(Stored items)
----

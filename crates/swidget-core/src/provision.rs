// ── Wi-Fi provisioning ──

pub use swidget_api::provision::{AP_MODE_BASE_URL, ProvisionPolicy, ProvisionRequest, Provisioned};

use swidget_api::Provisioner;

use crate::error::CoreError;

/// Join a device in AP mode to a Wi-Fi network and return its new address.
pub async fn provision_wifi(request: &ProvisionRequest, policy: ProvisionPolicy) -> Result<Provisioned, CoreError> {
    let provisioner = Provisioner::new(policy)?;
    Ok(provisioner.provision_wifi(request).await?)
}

----

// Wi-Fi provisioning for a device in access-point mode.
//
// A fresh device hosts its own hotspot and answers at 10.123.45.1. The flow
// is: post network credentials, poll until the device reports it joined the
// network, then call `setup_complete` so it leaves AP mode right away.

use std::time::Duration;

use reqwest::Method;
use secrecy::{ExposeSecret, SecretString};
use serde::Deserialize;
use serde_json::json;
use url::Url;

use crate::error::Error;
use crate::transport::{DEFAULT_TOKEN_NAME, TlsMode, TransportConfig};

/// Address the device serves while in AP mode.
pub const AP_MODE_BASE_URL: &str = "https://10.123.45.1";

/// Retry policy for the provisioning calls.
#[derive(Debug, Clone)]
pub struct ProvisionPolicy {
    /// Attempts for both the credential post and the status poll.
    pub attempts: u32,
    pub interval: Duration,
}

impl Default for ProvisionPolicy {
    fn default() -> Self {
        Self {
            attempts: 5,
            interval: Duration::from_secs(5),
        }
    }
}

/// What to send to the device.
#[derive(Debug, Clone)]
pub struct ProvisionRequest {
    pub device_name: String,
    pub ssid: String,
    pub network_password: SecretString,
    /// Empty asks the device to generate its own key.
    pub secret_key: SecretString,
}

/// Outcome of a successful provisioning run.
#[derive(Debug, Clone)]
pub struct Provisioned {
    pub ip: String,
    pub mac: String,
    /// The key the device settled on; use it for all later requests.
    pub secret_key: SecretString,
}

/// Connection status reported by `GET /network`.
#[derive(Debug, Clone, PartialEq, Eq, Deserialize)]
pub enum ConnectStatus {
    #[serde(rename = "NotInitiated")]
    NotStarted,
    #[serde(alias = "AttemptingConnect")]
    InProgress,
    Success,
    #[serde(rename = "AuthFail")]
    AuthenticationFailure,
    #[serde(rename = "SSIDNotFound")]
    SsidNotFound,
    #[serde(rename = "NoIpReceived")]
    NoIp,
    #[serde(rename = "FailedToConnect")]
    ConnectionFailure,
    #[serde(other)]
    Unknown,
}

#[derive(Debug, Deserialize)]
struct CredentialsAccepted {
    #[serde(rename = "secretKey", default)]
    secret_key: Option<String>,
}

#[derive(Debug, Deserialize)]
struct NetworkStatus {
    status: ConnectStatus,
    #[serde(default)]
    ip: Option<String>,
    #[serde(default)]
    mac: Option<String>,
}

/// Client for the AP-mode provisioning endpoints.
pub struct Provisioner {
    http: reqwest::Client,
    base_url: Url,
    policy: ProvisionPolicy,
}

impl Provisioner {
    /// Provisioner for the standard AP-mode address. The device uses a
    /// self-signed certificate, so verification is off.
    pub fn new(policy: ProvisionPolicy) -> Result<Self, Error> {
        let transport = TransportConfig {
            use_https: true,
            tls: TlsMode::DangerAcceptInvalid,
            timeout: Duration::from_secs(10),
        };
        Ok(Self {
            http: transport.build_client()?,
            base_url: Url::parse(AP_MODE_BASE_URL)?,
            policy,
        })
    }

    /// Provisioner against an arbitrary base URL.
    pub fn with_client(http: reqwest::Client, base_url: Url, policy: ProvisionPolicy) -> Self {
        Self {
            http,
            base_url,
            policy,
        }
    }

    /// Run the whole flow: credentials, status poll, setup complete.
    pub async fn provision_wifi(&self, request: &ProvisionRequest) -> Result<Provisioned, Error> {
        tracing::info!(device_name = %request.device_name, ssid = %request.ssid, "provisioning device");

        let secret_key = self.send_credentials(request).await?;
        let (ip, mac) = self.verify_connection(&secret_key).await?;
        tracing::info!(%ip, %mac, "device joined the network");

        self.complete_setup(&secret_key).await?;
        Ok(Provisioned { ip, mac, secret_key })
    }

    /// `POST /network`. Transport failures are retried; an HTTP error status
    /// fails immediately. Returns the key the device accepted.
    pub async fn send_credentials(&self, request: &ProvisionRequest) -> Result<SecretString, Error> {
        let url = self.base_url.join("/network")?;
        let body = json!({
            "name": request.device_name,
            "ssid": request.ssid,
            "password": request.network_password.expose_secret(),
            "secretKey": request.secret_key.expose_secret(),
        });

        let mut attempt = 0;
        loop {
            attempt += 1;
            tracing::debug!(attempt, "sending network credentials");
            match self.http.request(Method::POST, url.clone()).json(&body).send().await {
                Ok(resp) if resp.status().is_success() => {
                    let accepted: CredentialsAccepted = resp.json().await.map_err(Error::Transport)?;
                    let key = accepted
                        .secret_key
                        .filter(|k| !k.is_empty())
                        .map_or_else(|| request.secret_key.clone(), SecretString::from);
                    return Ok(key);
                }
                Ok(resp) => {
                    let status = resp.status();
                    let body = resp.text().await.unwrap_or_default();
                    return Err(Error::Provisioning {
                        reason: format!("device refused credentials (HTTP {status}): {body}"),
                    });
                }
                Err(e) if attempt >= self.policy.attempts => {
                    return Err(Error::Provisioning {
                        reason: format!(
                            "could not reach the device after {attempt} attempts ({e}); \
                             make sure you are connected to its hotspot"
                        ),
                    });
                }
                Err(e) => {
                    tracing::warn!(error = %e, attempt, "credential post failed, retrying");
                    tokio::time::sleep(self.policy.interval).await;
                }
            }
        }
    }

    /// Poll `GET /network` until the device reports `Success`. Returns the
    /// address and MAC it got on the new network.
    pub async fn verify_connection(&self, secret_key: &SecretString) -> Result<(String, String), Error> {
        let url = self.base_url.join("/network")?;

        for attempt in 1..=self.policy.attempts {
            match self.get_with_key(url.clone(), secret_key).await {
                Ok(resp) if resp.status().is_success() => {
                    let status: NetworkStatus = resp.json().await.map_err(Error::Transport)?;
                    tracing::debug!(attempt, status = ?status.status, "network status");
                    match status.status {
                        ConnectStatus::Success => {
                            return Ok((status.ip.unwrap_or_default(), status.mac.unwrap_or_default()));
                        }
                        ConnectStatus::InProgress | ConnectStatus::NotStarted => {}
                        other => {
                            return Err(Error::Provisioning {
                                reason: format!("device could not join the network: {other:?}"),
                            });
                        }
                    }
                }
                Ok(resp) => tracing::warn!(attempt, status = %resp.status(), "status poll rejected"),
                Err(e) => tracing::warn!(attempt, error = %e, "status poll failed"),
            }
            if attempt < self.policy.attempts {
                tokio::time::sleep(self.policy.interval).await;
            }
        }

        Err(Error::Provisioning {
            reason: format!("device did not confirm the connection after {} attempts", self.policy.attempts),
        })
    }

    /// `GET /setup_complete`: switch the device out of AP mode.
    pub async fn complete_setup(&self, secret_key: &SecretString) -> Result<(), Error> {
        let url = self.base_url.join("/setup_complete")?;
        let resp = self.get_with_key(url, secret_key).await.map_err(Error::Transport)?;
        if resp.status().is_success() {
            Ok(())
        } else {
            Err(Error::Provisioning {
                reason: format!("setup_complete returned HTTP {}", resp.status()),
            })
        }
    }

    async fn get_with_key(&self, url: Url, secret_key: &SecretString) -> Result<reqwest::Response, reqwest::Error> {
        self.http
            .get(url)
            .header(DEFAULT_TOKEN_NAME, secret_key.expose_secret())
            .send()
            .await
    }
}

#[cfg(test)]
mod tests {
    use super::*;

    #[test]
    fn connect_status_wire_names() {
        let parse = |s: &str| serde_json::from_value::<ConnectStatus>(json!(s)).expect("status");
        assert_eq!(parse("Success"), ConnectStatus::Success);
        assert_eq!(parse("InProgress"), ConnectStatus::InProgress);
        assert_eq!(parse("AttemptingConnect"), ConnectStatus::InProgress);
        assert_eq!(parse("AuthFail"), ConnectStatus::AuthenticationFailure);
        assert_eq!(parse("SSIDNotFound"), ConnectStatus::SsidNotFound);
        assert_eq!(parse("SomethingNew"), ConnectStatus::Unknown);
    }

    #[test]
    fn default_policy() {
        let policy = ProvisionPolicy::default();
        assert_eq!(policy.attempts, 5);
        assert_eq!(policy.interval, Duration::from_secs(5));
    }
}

----

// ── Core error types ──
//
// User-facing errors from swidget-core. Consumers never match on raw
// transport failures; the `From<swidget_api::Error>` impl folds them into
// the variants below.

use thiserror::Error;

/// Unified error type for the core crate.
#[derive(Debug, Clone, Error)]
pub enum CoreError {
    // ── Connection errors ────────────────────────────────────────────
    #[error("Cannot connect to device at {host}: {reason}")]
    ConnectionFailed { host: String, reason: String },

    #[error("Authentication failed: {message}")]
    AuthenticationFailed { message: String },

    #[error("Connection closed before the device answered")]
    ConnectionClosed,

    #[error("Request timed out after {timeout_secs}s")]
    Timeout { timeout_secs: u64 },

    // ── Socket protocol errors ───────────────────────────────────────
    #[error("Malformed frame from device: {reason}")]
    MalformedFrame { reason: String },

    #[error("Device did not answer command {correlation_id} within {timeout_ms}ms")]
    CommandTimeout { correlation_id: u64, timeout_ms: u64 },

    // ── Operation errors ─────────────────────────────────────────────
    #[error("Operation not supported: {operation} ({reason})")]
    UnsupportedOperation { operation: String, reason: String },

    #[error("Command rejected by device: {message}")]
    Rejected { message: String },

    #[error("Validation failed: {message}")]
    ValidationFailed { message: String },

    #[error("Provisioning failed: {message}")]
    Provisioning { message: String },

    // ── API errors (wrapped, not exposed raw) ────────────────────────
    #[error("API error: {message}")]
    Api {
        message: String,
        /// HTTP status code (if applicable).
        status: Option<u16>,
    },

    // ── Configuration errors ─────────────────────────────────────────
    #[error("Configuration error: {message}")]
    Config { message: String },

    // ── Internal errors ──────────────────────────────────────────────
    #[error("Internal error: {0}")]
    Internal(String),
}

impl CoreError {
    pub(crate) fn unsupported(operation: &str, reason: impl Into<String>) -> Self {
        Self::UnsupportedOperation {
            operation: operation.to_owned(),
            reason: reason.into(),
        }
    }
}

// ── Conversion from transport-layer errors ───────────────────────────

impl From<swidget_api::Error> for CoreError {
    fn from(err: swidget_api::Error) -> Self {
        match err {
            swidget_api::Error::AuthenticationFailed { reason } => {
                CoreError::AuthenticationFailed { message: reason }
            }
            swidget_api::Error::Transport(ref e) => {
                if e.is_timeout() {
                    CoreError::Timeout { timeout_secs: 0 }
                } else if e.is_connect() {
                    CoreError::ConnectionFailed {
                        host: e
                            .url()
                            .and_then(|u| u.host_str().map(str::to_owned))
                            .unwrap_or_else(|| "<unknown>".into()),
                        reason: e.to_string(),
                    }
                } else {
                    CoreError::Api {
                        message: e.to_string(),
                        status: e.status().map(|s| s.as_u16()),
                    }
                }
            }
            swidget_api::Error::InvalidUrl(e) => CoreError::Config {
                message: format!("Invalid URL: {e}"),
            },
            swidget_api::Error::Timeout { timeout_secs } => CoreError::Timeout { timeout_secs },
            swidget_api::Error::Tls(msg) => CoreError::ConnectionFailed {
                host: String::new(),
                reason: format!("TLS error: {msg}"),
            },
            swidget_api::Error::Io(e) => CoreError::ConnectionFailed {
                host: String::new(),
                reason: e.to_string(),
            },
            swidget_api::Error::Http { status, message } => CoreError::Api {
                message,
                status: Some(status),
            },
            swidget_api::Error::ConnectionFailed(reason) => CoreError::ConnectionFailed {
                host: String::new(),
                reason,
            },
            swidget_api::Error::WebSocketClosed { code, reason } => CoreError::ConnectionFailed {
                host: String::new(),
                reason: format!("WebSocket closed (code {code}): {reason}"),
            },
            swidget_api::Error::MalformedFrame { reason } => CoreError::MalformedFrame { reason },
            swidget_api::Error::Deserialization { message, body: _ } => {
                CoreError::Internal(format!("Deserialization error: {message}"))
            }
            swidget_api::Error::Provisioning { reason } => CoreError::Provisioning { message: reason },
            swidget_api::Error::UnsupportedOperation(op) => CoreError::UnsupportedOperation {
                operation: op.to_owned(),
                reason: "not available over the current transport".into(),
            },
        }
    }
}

----

• _HOW TO COMPLETE THIS TASK_
Once you find the line with "pub enum ConnectStatus" above, print it and every line after it up to and including the line with "device uses a", exactly as written and nothing else.

• _RESULT BELOW_
pub enum ConnectStatus {
    #[serde(rename = "NotInitiated")]
    NotStarted,
    #[serde(alias = "AttemptingConnect")]
    InProgress,
    Success,
    #[serde(rename = "AuthFail")]
    AuthenticationFailure,
    #[serde(rename = "SSIDNotFound")]
    SsidNotFound,
    #[serde(rename = "NoIpReceived")]
    NoIp,
    #[serde(rename = "FailedToConnect")]
    ConnectionFailure,
    #[serde(other)]
    Unknown,
}

#[derive(Debug, Deserialize)]
struct CredentialsAccepted {
    #[serde(rename = "secretKey", default)]
    secret_key: Option<String>,
}

#[derive(Debug, Deserialize)]
struct NetworkStatus {
    status: ConnectStatus,
    #[serde(default)]
    ip: Option<String>,
    #[serde(default)]
    mac: Option<String>,
}

/// Client for the AP-mode provisioning endpoints.
pub struct Provisioner {
    http: reqwest::Client,
    base_url: Url,
    policy: ProvisionPolicy,
}

impl Provisioner {
    /// Provisioner for the standard AP-mode address. The device uses a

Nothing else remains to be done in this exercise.